Selling When Everything Looks the Same

One of the hardest realities in business is that — at some point — your product or service will look “the same” as everyone else’s.

I’ve been in digital long enough to hear it directly:
“All agencies build web experiences the same.”
“Every integration does the same thing.”

And you know what? On the surface, they weren’t wrong. Tools evolve, best practices spread, and before long, everything does look commoditized.

But here’s the leadership lesson: outcomes are never commodities.

Early in my career, I remember pitching a major nonprofit. We were stacked against three agencies, all with similar case studies and nearly identical price points. At one point, their CIO looked at me and said flat out: “Why should we pick you? Everyone we invited can do the same thing.”
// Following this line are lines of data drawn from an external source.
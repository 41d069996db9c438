use thiserror::Error;
use warden_core::SubjectId;

/// Errors surfaced by the verification subsystem.
///
/// Only caller errors escape: verifying a subject that was never
/// registered. Runtime faults inside the pipeline (executor errors,
/// timeouts, panics) are absorbed into failed method results so the
/// pipeline always returns a `VerificationResult` within its latency
/// budget.
#[derive(Debug, Error)]
pub enum VerifyError {
    #[error("subject '{0}' is not registered")]
    UnregisteredSubject(SubjectId),

    /// Available to external executor implementations; converted to a
    /// failed method result by the orchestrator, never propagated.
    #[error("executor failure: {0}")]
    Executor(String),

    #[error("internal error: {0}")]
    Internal(String),
}

pub type VerifyResult<T> = Result<T, VerifyError>;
That could have been the end of the conversation. Instead, I leaned in. I dropped the talk about platforms and specs and asked about what really mattered: how they planned to grow membership, how fundraising could scale, and how their communications team could stop struggling with day-to-day roadblocks.
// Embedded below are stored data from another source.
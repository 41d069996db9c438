use thiserror::Error;

/// Error type for the Warden root crate, aggregating errors from the
/// verification and policy subsystems.
#[derive(Debug, Error)]
pub enum WardenError {
    #[error("verification error: {0}")]
    Verify(#[from] warden_verify::VerifyError),

    #[error("policy error: {0}")]
    Policy(#[from] warden_policy::PolicyError),

    #[error("configuration error: {0}")]
    Config(String),

    #[error("io error: {0}")]
    Io(#[from] std::io::Error),

    #[error("serialization error: {0}")]
    Serialization(String),

    #[error("internal error: {0}")]
    Internal(String),
}

impl From<serde_json::Error> for WardenError {
    fn from(e: serde_json::Error) -> Self {
        WardenError::Serialization(e.to_string())
    }
}

impl From<toml::de::Error> for WardenError {
    fn from(e: toml::de::Error) -> Self {
        WardenError::Config(format!("TOML parse error: {}", e))
    }
}

impl From<toml::ser::Error> for WardenError {
    fn from(e: toml::ser::Error) -> Self {
        WardenError::Serialization(e.to_string())
    }
}

pub type WardenResult<T> = Result<T, WardenError>;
Then I walked them through a vision of how we’d help them get there — not just with technology, but with the way we worked alongside them.
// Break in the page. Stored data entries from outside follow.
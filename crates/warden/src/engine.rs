//! The access engine: decision combiner and subsystem facade.
//!
//! Merges a fresh (or freshly cached) verification risk score with the
//! policy evaluator's decision:
//!
//! - a policy deny is absolute;
//! - a policy allow is downgraded to challenge when live risk is at or
//!   above the configured threshold, so policy alone never grants trust
//!   when live risk is high;
//! - overall success requires a successful verification, a non-deny
//!   decision, and risk below the critical bucket.

use serde::{Deserialize, Serialize};
use std::sync::Arc;

use warden_core::{
    RequestId, ResourceId, RiskScore, Severity, SubjectId, TelemetryEvent, TelemetryKind,
    TelemetrySink, Timestamp, TracingSink,
};
use warden_policy::{
    AccessAction, AccessRequest, FieldValue, Obligation, PolicyDecision, PolicyEvaluationResult,
    PolicyEvaluator,
};
use warden_verify::{MonitorConfig, MonitorHandle, Orchestrator, VerificationMonitor, VerificationResult};

use crate::error::WardenResult;

// ---------------------------------------------------------------------------
// AccessDecision
// ---------------------------------------------------------------------------

/// Final combined access decision, with both component results attached
/// for the audit trail.
#[derive(Debug, Clone, Serialize, Deserialize)]
pub struct AccessDecision {
    pub request_id: RequestId,
    pub subject_id: SubjectId,
    pub resource_id: ResourceId,
    pub decision: PolicyDecision,
    pub success: bool,
    pub risk_score: RiskScore,
    pub obligations: Vec<Obligation>,
    pub verification: VerificationResult,
    pub policy: PolicyEvaluationResult,
    pub decided_at: Timestamp,
}

// ---------------------------------------------------------------------------
// AccessEngine
// ---------------------------------------------------------------------------

pub struct AccessEngine {
    orchestrator: Arc<Orchestrator>,
    evaluator: Arc<PolicyEvaluator>,
    sink: Arc<dyn TelemetrySink>,
    risk_threshold: f64,
}

impl std::fmt::Debug for AccessEngine {
    fn fmt(&self, f: &mut std::fmt::Formatter<'_>) -> std::fmt::Result {
        f.debug_struct("AccessEngine")
            .field("risk_threshold", &self.risk_threshold)
            .finish_non_exhaustive()
    }
}

impl AccessEngine {
    pub fn new(
        orchestrator: Arc<Orchestrator>,
        evaluator: Arc<PolicyEvaluator>,
        risk_threshold: f64,
    ) -> Self {
        Self::with_sink(orchestrator, evaluator, risk_threshold, Arc::new(TracingSink))
    }

    pub fn with_sink(
        orchestrator: Arc<Orchestrator>,
        evaluator: Arc<PolicyEvaluator>,
        risk_threshold: f64,
        sink: Arc<dyn TelemetrySink>,
    ) -> Self {
        Self {
            orchestrator,
            evaluator,
            sink,
            risk_threshold,
        }
    }

    pub fn orchestrator(&self) -> &Arc<Orchestrator> {
        &self.orchestrator
    }

    pub fn evaluator(&self) -> &Arc<PolicyEvaluator> {
        &self.evaluator
    }

    /// Decide whether `subject` may perform `action` on `resource`.
    ///
    /// Runs verification first so the policy evaluator sees the live risk
    /// score, then combines both outputs. Fails only for an unregistered
    /// subject.
    pub async fn authorize(
        &self,
        subject: &SubjectId,
        resource: ResourceId,
        action: AccessAction,
    ) -> WardenResult<AccessDecision> {
        let verification = self.orchestrator.verify_now(subject).await?;
        let risk = verification.risk_score;

        let request = self.build_request(subject, resource.clone(), action, risk);
        let policy = self.evaluator.evaluate(&request);

        let mut decision = policy.decision;
        if decision == PolicyDecision::Allow && risk.value() >= self.risk_threshold {
            // The zero-trust coupling point.
            decision = PolicyDecision::Challenge;
        }

        let success = verification.success && decision != PolicyDecision::Deny && !risk.is_critical();

        let access = AccessDecision {
            request_id: request.request_id.clone(),
            subject_id: subject.clone(),
            resource_id: resource,
            decision,
            success,
            risk_score: risk,
            obligations: policy.obligations.clone(),
            verification,
            policy,
            decided_at: Timestamp::now(),
        };

        self.sink.emit(&TelemetryEvent::new(
            TelemetryKind::AccessDecision,
            if decision == PolicyDecision::Allow {
                Severity::Info
            } else {
                Severity::Warning
            },
            "engine",
            format!(
                "subject={} resource={} decision={} risk={}",
                access.subject_id, access.resource_id, access.decision, access.risk_score
            ),
        ));

        Ok(access)
    }

    /// Build the policy evaluation context, projecting the subject's
    /// stored posture into request attributes so rules can reference it.
    fn build_request(
        &self,
        subject: &SubjectId,
        resource: ResourceId,
        action: AccessAction,
        risk: RiskScore,
    ) -> AccessRequest {
        let mut request = AccessRequest::new(subject.clone(), resource, action, risk);
        if let Some(context) = self.orchestrator.contexts().get(subject) {
            request = request.with_attribute(
                "device_managed",
                FieldValue::Bool(context.device.managed),
            );
            request = request.with_attribute(
                "device_compliant",
                FieldValue::Bool(context.device.compliant),
            );
            request = request.with_attribute("vpn", FieldValue::Bool(context.location.vpn));
            if let Some(country) = &context.location.country {
                request = request.with_attribute("country", FieldValue::text(country.clone()));
            }
        }
        request
    }

    pub fn register_subject(&self, subject: SubjectId) -> bool {
        self.orchestrator.register_subject(subject)
    }

    pub fn register_context(&self, context: warden_verify::VerificationContext) {
        self.orchestrator.register_context(context);
    }

    pub fn deregister_subject(&self, subject: &SubjectId) -> bool {
        self.orchestrator.deregister_subject(subject)
    }

    pub fn metrics_snapshot(&self) -> warden_verify::MetricsSnapshot {
        self.orchestrator.metrics().snapshot()
    }

    /// Start the background re-verification monitor.
    pub fn spawn_monitor(&self, config: MonitorConfig) -> MonitorHandle {
        VerificationMonitor::spawn(self.orchestrator.clone(), config)
    }
}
We won the partnership. Not because our product looked different — it didn’t. We won because we made their outcomes the center of the story.

That moment has stuck with me across every business I’ve built and sold. Products change. Markets shift. But the way you lead through commoditization doesn’t.

  • Outcomes beat features. The leaders who win focus relentlessly on impact, not checklists. They sell the result — the growth, the efficiency, the transformation.

  • Service is a differentiator. The experience people have working with you becomes your moat. It costs almost nothing compared to the loyalty it generates.

  • Partnership builds trust. Great leaders aren’t order takers. They listen, advise, and sometimes steer clients away from the easy “yes” to the harder but better path.

  • Brand is the risk reducer. In every market, buyers choose the safest option. Building a reputation is the long game that makes sales easier and cycles shorter.

In other words: when everything looks the same, leadership is what makes the difference.